We didn’t because society has to operate, the economy has to function to pay for everything, children have to be educated – and so on. It’s an invidious choice but that is the price of being human beings on this planet.
Covid has completely upset that contract and destabilised the choice. You can see why. It’s a great deal worse in isolation than any other individual threat to vulnerable people, though not of course compared to the collective risks they face from all other conditions. With all the terror that has been generated and disseminated, I think you can forgive many people for engaging in a bout of obsessively trying to eradicate that single risk while blinding themselves both to all other risks and to the fallout for society.
What bothers me now is whether that imbalance will remain, even once the vaccines have done what everyone hopes they will. Could we be on the cusp of institutionalising lockdown-style measures on a permanent basis in the hope that respiratory conditions as a cause of death can be wiped out?
We are led by a Prime Minister who struggles to make decisions or choices of his own. He has allowed himself to be led by those who are not in a position or capable by their natures of making judgements founded on a three-dimensional understanding of the balances in society. The debate has thus become very one-sided.
Professor Chris Whitty’s warnings that restrictive measures might have to be restored next winter is an ominous portent of how some forces in our country will seek to use that pretext to turn our society into one forever under enhanced levels of restraint, or the threat of such restraints. And since the goal will never be achieved, there will always be an excuse to introduce more restrictions, invariably wheeled out with emotive moral blackmail, and with more of the economic, social, and health consequences we have already seen.
The freedom of the individual set against the needs of the many has always been at the heart of a liberal democratic society. It’s a rocky path to tread.

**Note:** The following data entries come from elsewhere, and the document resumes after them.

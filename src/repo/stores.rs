use sqlx::SqlitePool;
use uuid::Uuid;

use super::{store_scope_filter, ScopedRepo};
use crate::authz::{Action, Decision, DenyReason, PolicyEvaluator, Principal, ResourceRef, Role};
use crate::errors::{AppError, AppResult};
use crate::models::store::{DbStore, Store, StoreCreateRequest};
use crate::utils::utc_now;

const STORE_COLUMNS: &str =
    "id, store_number, name, location, is_active, district_manager_id, created_at, updated_at";

impl ScopedRepo {
    /// List the stores the principal may see, resolved to one scoped query.
    pub async fn list_stores(&self, principal: &Principal) -> AppResult<Vec<Store>> {
        self.policy
            .decide(principal, Action::ListStores, &ResourceRef::none())
            .await
            .require()?;

        let visibility = principal.store_visibility();
        if visibility.is_empty() {
            // Empty assignment set means empty results, not an error.
            return Ok(Vec::new());
        }

        let mut sql = format!("SELECT {} FROM stores", STORE_COLUMNS);
        let mut binds: Vec<String> = Vec::new();
        if let Some((clause, ids)) = store_scope_filter("id", &visibility) {
            sql.push_str(" WHERE ");
            sql.push_str(&clause);
            binds = ids;
        }
        sql.push_str(" ORDER BY store_number");

        let mut query = sqlx::query_as::<_, DbStore>(&sql);
        for bind in &binds {
            query = query.bind(bind);
        }
        let rows = query.fetch_all(&self.pool).await?;

        rows.into_iter().map(Store::try_from).collect()
    }

    pub async fn get_store(&self, principal: &Principal, store_id: Uuid) -> AppResult<Store> {
        match self
            .policy
            .decide(principal, Action::ReadStore, &ResourceRef::store(store_id))
            .await
        {
            Decision::Allow => {}
            Decision::Deny(DenyReason::NoHomeStore) => {
                return Err(AppError::forbidden(DenyReason::NoHomeStore.as_str()))
            }
            // An out-of-scope store reads as absent so existence does not leak.
            Decision::Deny(_) => return Err(AppError::not_found("store not found")),
        }

        let store = fetch_store(&self.pool, store_id)
            .await?
            .ok_or_else(|| AppError::not_found("store not found"))?;

        store.try_into()
    }

    pub async fn create_store(
        &self,
        principal: &Principal,
        payload: StoreCreateRequest,
    ) -> AppResult<Store> {
        self.policy
            .decide(principal, Action::CreateStore, &ResourceRef::none())
            .await
            .require()?;

        let taken: i64 = sqlx::query_scalar("SELECT COUNT(1) FROM stores WHERE store_number = ?")
            .bind(&payload.store_number)
            .fetch_one(&self.pool)
            .await?;
        if taken > 0 {
            return Err(AppError::conflict("store number already in use"));
        }

        let store_id = Uuid::new_v4();
        let now = utc_now();

        sqlx::query(
            "INSERT INTO stores (id, store_number, name, location, is_active, district_manager_id, created_at, updated_at) VALUES (?, ?, ?, ?, 1, NULL, ?, ?)",
        )
        .bind(store_id.to_string())
        .bind(&payload.store_number)
        .bind(&payload.name)
        .bind(&payload.location)
        .bind(now)
        .bind(now)
        .execute(&self.pool)
        .await?;

        let store = fetch_store(&self.pool, store_id)
            .await?
            .ok_or_else(|| AppError::internal("store missing after insert"))?;

        store.try_into()
    }

    /// Point a store at a district manager (or clear it) and rewrite the
    /// assignment join in the same transaction, so the manager's next
    /// `list_stores` reflects the change immediately.
    pub async fn assign_manager(
        &self,
        principal: &Principal,
        store_id: Uuid,
        manager_id: Option<Uuid>,
    ) -> AppResult<Store> {
        self.policy
            .decide(principal, Action::AssignStoreToManager, &ResourceRef::store(store_id))
            .await
            .require()?;

        fetch_store(&self.pool, store_id)
            .await?
            .ok_or_else(|| AppError::not_found("store not found"))?;

        if let Some(manager_id) = manager_id {
            ensure_district_manager(&self.pool, manager_id).await?;
        }

        let now = utc_now();
        let mut tx = self.pool.begin().await?;

        // The previous manager, if any, loses this store.
        sqlx::query("DELETE FROM user_store_assignments WHERE store_id = ?")
            .bind(store_id.to_string())
            .execute(&mut *tx)
            .await?;

        sqlx::query("UPDATE stores SET district_manager_id = ?, updated_at = ? WHERE id = ?")
            .bind(manager_id.map(|id| id.to_string()))
            .bind(now)
            .bind(store_id.to_string())
            .execute(&mut *tx)
            .await?;

        if let Some(manager_id) = manager_id {
            sqlx::query(
                "INSERT INTO user_store_assignments (user_id, store_id, created_at) VALUES (?, ?, ?)",
            )
            .bind(manager_id.to_string())
            .bind(store_id.to_string())
            .bind(now)
            .execute(&mut *tx)
            .await?;
        }

        tx.commit().await?;

        let store = fetch_store(&self.pool, store_id)
            .await?
            .ok_or_else(|| AppError::internal("store missing after update"))?;

        store.try_into()
    }

    /// Grant a district manager visibility of one more store.
    pub async fn add_assignment(
        &self,
        principal: &Principal,
        user_id: Uuid,
        store_id: Uuid,
    ) -> AppResult<()> {
        self.policy
            .decide(principal, Action::AssignStoreToManager, &ResourceRef::store(store_id))
            .await
            .require()?;

        ensure_district_manager(&self.pool, user_id).await?;
        fetch_store(&self.pool, store_id)
            .await?
            .ok_or_else(|| AppError::not_found("store not found"))?;

        sqlx::query(
            "INSERT OR IGNORE INTO user_store_assignments (user_id, store_id, created_at) VALUES (?, ?, ?)",
        )
        .bind(user_id.to_string())
        .bind(store_id.to_string())
        .bind(utc_now())
        .execute(&self.pool)
        .await?;

        Ok(())
    }

    pub async fn remove_assignment(
        &self,
        principal: &Principal,
        user_id: Uuid,
        store_id: Uuid,
    ) -> AppResult<()> {
        self.policy
            .decide(principal, Action::AssignStoreToManager, &ResourceRef::store(store_id))
            .await
            .require()?;

        let result =
            sqlx::query("DELETE FROM user_store_assignments WHERE user_id = ? AND store_id = ?")
                .bind(user_id.to_string())
                .bind(store_id.to_string())
                .execute(&self.pool)
                .await?;

        if result.rows_affected() == 0 {
            return Err(AppError::not_found("assignment not found"));
        }

        Ok(())
    }
}

pub(super) async fn fetch_store(pool: &SqlitePool, store_id: Uuid) -> AppResult<Option<DbStore>> {
    let store = sqlx::query_as::<_, DbStore>(&format!(
        "SELECT {} FROM stores WHERE id = ?",
        STORE_COLUMNS
    ))
    .bind(store_id.to_string())
    .fetch_optional(pool)
    .await?;

    Ok(store)
}

async fn ensure_district_manager(pool: &SqlitePool, user_id: Uuid) -> AppResult<()> {
    let role: Option<String> = sqlx::query_scalar("SELECT role FROM users WHERE id = ?")
        .bind(user_id.to_string())
        .fetch_optional(pool)
        .await?;

    match role {
        None => Err(AppError::not_found("user not found")),
        Some(role) if Role::parse(&role) == Some(Role::DistrictManager) => Ok(()),
        Some(_) => Err(AppError::bad_request("user is not a district manager")),
    }
}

If we do find that we end up being led down a route towards an imaginary utopia where death has been banished, then the result will only be more and more vulnerable people suffering terminal decrepitude, Alzheimer’s, and being confined to hospital beds until they finally expire. That’s an extremely long way off and undoubtedly impossible. The damage will be done by the journey to get there, which is always the case with utopian visions.
But, crucially, if that is collectively what we want as a society then that is our prerogative – to choose, nature permitting. But I think we need to understand what that choice is.
It’s time for Lockdown Sceptics to move on and confront the prospect of the post-Covid landscape. That’s where we must do our best to help everyone see the options we face at the moment. That should be the mission now because the dangers of what happens after Covid are hoving into view on the horizon and we need to be prepared. Unlike the past and present, we can do something about that.
What matters in life most of all is not what goes right, but what goes wrong and how you deal with it. For a combination of reasons things have gone terribly wrong, but we cannot change the last ghastly 10 months. How we emerge from this is going to be far more important than what has happened up to this point.